The four men — Aleksandr Grichishkin, 34, and Andrei Skvortsov, 34, of Russia; Aleksandr Skorodumov, 33, of Lithuania; and Pavel Stassi, 30, of Estonia — provided so-called “bulletproof hosting” services to a network of cybercriminals, according to court documents.
The bulletproof hosting operation rented Internet Protocol (IP) addresses, servers, and domains to cybercriminal clients who in turn used the technical infrastructure to disseminate malware that could gain access to victims’ computers and steal banking credentials, the Justice Department said in a news release.
“Over the course of many years, the defendants facilitated the transnational criminal activity of a vast network of cybercriminals throughout the world by providing them a safe-haven to anonymize their criminal activity,” said Special Agent in Charge Timothy Waters of the FBI’s Detroit Field Office.

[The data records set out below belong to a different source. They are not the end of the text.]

//! Reversible edit primitives.
//!
//! An [`EditOperation`] is a single insert or delete that carries the text it
//! touches, so it can always be inverted without consulting the document:
//!
//! - **Insert { offset, text }** - splice `text` in at `offset`
//! - **Delete { offset, text }** - remove `text`, which must be at `offset`
//!
//! The inverse of one variant is the other with the same offset and text.
//!
//! A [`Transaction`] groups operations that are undone and redone as one
//! unit. Operations run in order, each against the result of the previous
//! one. Applying a transaction is atomic: it is staged on a copy of the
//! buffer (ropes clone in O(1)) and only swapped in once every operation has
//! succeeded.
//!
//! ```ignore
//! use the_lib::{buffer::TextBuffer, transaction::{EditOperation, Transaction}};
//!
//! let mut buf = TextBuffer::from("hello world");
//! let tx = Transaction::from(vec![
//!   EditOperation::delete(6, "world"),
//!   EditOperation::insert(6, "rust"),
//! ]);
//! tx.apply(&mut buf).unwrap();
//! assert_eq!(buf.to_string(), "hello rust");
//!
//! tx.invert().apply(&mut buf).unwrap();
//! assert_eq!(buf.to_string(), "hello world");
//! ```

use smallvec::SmallVec;

use crate::{
  Tendril,
  buffer::{
    BufferError,
    Result,
    TextBuffer,
  },
};

#[derive(Debug, Clone, PartialEq, Eq)]
pub enum EditOperation {
  Insert { offset: usize, text: Tendril },
  Delete { offset: usize, text: Tendril },
}

impl EditOperation {
  pub fn insert(offset: usize, text: impl Into<Tendril>) -> Self {
    Self::Insert {
      offset,
      text: text.into(),
    }
  }

  pub fn delete(offset: usize, text: impl Into<Tendril>) -> Self {
    Self::Delete {
      offset,
      text: text.into(),
    }
  }

  #[inline]
  pub fn offset(&self) -> usize {
    match self {
      Self::Insert { offset, .. } | Self::Delete { offset, .. } => *offset,
    }
  }

  #[inline]
  pub fn text(&self) -> &str {
    match self {
      Self::Insert { text, .. } | Self::Delete { text, .. } => text.as_str(),
    }
  }

  /// True if applying this operation would leave the buffer unchanged.
  #[inline]
  pub fn is_noop(&self) -> bool {
    self.text().is_empty()
  }

  pub fn invert(&self) -> Self {
    match self.clone() {
      Self::Insert { offset, text } => Self::Delete { offset, text },
      Self::Delete { offset, text } => Self::Insert { offset, text },
    }
  }

  /// Char offset just past the text this operation leaves behind.
  ///
  /// Useful for placing the caret after an edit.
  pub fn end_offset(&self) -> usize {
    match self {
      Self::Insert { offset, text } => offset + text.chars().count(),
      Self::Delete { offset, .. } => *offset,
    }
  }

  /// Apply to `buffer`. A delete only succeeds if the buffer holds exactly
  /// the recorded text at the recorded offset; on error nothing is changed.
  pub fn apply(&self, buffer: &mut TextBuffer) -> Result<()> {
    match self {
      Self::Insert { offset, text } => buffer.insert(*offset, text),
      Self::Delete { offset, text } => {
        let len = text.chars().count();
        buffer.check_range(*offset, len)?;
        let found = buffer.text().slice(*offset..*offset + len);
        if found != text.as_str() {
          return Err(BufferError::Mismatch {
            offset:   *offset,
            expected: text.to_string(),
            found:    found.to_string(),
          });
        }
        buffer.delete(*offset, len).map(|_| ())
      },
    }
  }
}

/// One logical history entry.
#[derive(Debug, Clone, Default, PartialEq, Eq)]
pub struct Transaction {
  operations: SmallVec<[EditOperation; 2]>,
}

impl Transaction {
  pub fn new() -> Self {
    Self::default()
  }

  /// Append an operation. No-op operations are dropped.
  pub fn push(&mut self, op: EditOperation) {
    if !op.is_noop() {
      self.operations.push(op);
    }
  }

  pub fn with(mut self, op: EditOperation) -> Self {
    self.push(op);
    self
  }

  #[inline]
  pub fn is_empty(&self) -> bool {
    self.operations.is_empty()
  }

  #[inline]
  pub fn len(&self) -> usize {
    self.operations.len()
  }

  pub fn operations(&self) -> &[EditOperation] {
    &self.operations
  }

  /// The reversed sequence of inverted operations.
  pub fn invert(&self) -> Self {
    Self {
      operations: self.operations.iter().rev().map(EditOperation::invert).collect(),
    }
  }

  /// Apply every operation in order, or none of them.
  pub fn apply(&self, buffer: &mut TextBuffer) -> Result<()> {
    let mut staged = buffer.clone();
    for op in &self.operations {
      op.apply(&mut staged)?;
    }
    *buffer = staged;
    Ok(())
  }

  /// Where the caret belongs after this transaction has been applied.
  pub fn caret_after(&self) -> Option<usize> {
    self.operations.last().map(EditOperation::end_offset)
  }
}

impl From<EditOperation> for Transaction {
  fn from(op: EditOperation) -> Self {
    Self::new().with(op)
  }
}

impl From<Vec<EditOperation>> for Transaction {
  fn from(ops: Vec<EditOperation>) -> Self {
    ops.into_iter().fold(Self::new(), Self::with)
  }
}

#[cfg(test)]
mod test {
  use super::*;

  #[test]
  fn invert_swaps_variants() {
    let insert = EditOperation::insert(3, "abc");
    assert_eq!(insert.invert(), EditOperation::delete(3, "abc"));
    assert_eq!(insert.invert().invert(), insert);
  }

  #[test]
  fn apply_and_invert_operation() {
    let mut buf = TextBuffer::from("hello");
    let op = EditOperation::insert(5, " world");
    op.apply(&mut buf).unwrap();
    assert_eq!(buf.to_string(), "hello world");
    op.invert().apply(&mut buf).unwrap();
    assert_eq!(buf.to_string(), "hello");
  }

  #[test]
  fn delete_checks_recorded_text() {
    let mut buf = TextBuffer::from("hello");
    let err = EditOperation::delete(0, "help").apply(&mut buf).unwrap_err();
    assert!(matches!(err, BufferError::Mismatch { offset: 0, .. }));
    assert_eq!(buf.to_string(), "hello");
    assert_eq!(buf.version(), 0);
  }

  #[test]
  fn transaction_is_atomic() {
    let mut buf = TextBuffer::from("hello world");
    let tx = Transaction::from(vec![
      EditOperation::delete(6, "world"),
      EditOperation::insert(6, "rust"),
      // fails: offset past the end after the first two operations
      EditOperation::insert(100, "!"),
    ]);
    assert!(tx.apply(&mut buf).is_err());
    assert_eq!(buf.to_string(), "hello world");
    assert_eq!(buf.version(), 0);
  }

  #[test]
  fn transaction_roundtrip() {
    let mut buf = TextBuffer::from("hello world");
    let tx = Transaction::from(vec![
      EditOperation::delete(6, "world"),
      EditOperation::insert(6, "rust"),
    ]);
    tx.apply(&mut buf).unwrap();
    assert_eq!(buf.to_string(), "hello rust");
    assert_eq!(tx.caret_after(), Some(10));

    tx.invert().apply(&mut buf).unwrap();
    assert_eq!(buf.to_string(), "hello world");
  }

  #[test]
  fn noop_operations_are_dropped() {
    let tx = Transaction::new()
      .with(EditOperation::insert(0, ""))
      .with(EditOperation::delete(0, "x"));
    assert_eq!(tx.len(), 1);
    assert!(Transaction::from(EditOperation::delete(2, "")).is_empty());
  }
}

The malware hosted by the organization attacked U.S. companies and financial institutions between 2009 and 2015, the Justice Department said.
Acting Assistant Attorney General Nicholas L. McQuaid said organizations that aid cybercriminals in deploying malware are “no less responsible for the harms these malware campaigns cause, and we are committed to holding them accountable.”
According to court filings and statements made by the defendants, Grichishkin and Skvortsov were founding members of the operation and its proprietors.
All four pleaded guilty to one count of conspiring to engage in a Racketeer Influenced Corrupt Organization (RICO) in U.S. District Court in Michigan. Each defendant faces a maximum penalty of 20 years in prison at their sentencing hearing later this year.
Law enforcement partners in Germany, Estonia, and the United Kingdom assisted the FBI in its investigation.